— TASK DIRECTIONS —
Go over the material below and report every line that contains the word "SharedFlash".

<<<<

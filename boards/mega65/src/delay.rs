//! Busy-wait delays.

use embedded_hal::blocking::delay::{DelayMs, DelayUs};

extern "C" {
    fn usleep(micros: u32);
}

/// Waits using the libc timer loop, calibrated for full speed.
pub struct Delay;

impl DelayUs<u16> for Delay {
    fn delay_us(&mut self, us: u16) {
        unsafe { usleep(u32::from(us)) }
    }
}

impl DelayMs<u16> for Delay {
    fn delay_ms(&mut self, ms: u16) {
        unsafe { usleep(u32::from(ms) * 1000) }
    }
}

>>>>
<<<<

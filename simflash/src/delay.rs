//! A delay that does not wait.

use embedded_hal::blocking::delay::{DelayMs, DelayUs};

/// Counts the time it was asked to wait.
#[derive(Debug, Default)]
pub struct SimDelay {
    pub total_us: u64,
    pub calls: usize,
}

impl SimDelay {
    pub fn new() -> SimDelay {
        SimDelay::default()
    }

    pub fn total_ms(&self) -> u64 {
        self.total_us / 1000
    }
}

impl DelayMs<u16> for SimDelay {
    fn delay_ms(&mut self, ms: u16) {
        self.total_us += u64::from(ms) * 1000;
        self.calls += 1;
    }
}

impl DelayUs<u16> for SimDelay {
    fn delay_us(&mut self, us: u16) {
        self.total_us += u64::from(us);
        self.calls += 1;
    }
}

>>>>
<<<<

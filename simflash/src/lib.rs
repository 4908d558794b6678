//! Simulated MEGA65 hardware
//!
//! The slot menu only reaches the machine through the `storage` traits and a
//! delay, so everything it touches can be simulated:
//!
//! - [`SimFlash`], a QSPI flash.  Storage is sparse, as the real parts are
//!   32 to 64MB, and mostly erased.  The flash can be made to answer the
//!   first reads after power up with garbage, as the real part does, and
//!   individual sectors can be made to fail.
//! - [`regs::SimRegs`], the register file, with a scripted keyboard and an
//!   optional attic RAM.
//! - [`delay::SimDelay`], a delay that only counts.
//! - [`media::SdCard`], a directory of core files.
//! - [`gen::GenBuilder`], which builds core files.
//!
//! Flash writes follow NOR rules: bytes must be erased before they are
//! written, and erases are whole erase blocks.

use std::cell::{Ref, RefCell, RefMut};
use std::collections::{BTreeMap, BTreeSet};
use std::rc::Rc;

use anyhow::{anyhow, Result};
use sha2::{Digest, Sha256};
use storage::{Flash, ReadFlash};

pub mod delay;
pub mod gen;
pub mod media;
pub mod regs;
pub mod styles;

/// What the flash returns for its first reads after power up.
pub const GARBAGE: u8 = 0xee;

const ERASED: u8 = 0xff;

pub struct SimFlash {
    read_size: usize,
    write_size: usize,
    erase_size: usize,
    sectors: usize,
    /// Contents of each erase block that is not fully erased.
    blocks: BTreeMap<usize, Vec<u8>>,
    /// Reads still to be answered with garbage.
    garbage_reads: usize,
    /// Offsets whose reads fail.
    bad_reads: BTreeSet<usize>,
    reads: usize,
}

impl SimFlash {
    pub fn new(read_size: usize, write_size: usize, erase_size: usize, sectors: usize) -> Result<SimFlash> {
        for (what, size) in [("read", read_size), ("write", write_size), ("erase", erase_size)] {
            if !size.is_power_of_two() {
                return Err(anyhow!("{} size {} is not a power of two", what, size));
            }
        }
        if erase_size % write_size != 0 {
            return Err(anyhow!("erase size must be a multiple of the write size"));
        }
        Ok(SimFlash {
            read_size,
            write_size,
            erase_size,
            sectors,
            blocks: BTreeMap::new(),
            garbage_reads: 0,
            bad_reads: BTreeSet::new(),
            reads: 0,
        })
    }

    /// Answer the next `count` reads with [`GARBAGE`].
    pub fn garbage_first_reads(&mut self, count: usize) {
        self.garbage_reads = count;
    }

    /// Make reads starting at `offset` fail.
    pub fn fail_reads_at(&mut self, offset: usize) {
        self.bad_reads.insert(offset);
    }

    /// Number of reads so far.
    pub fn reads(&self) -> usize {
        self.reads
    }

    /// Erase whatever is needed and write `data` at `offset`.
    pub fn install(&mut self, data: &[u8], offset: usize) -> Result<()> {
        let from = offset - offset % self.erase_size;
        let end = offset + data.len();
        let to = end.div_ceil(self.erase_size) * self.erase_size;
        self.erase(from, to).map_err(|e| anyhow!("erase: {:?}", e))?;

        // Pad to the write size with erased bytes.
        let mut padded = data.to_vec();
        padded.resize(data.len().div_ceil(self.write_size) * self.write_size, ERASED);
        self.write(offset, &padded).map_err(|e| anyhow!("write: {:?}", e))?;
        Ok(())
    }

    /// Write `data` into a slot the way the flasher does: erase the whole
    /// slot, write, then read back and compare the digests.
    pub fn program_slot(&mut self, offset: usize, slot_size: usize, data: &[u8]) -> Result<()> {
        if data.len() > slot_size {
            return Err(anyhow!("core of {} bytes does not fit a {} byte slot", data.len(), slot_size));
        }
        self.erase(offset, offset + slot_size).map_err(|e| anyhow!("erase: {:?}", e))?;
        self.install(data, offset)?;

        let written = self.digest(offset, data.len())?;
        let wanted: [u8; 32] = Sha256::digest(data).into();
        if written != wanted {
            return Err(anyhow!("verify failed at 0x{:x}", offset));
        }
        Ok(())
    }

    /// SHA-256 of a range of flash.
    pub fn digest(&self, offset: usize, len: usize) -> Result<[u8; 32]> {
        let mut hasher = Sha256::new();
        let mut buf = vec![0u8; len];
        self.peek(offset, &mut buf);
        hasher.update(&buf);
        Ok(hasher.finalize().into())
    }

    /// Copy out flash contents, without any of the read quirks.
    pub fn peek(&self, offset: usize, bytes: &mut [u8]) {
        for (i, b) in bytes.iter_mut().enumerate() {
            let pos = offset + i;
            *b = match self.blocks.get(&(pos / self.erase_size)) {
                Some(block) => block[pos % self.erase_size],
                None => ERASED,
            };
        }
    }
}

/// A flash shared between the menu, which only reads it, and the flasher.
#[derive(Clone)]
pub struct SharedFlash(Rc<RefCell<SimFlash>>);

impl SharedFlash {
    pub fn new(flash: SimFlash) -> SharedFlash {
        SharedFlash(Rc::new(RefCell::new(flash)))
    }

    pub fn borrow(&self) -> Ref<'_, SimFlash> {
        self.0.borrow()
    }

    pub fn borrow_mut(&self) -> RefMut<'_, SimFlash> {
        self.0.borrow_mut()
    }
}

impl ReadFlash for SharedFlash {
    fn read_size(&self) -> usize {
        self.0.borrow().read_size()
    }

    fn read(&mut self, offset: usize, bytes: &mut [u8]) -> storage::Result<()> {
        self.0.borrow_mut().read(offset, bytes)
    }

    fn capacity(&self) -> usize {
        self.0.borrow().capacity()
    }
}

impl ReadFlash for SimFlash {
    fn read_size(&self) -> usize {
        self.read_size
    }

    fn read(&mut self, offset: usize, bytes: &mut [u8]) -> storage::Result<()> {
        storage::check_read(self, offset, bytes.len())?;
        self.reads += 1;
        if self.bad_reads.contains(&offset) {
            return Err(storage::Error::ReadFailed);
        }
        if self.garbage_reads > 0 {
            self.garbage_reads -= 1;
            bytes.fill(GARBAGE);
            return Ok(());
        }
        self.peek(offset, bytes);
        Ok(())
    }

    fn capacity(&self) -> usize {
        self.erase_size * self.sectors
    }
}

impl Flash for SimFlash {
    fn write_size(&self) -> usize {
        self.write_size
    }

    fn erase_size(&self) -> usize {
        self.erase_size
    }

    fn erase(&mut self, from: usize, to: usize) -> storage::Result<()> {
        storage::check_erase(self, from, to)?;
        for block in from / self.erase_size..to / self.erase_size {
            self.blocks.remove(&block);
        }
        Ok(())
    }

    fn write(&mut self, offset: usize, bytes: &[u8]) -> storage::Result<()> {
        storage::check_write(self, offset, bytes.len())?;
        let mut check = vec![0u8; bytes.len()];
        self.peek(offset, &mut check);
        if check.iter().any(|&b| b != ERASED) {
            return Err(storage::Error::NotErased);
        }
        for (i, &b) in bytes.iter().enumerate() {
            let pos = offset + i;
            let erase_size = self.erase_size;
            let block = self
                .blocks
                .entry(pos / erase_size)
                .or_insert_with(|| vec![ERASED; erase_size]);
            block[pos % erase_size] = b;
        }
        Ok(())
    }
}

>>>>

— RESULT OF THIS EXERCISE —
pub struct SharedFlash(Rc<RefCell<SimFlash>>);
impl SharedFlash {
    pub fn new(flash: SimFlash) -> SharedFlash {
        SharedFlash(Rc::new(RefCell::new(flash)))
impl ReadFlash for SharedFlash {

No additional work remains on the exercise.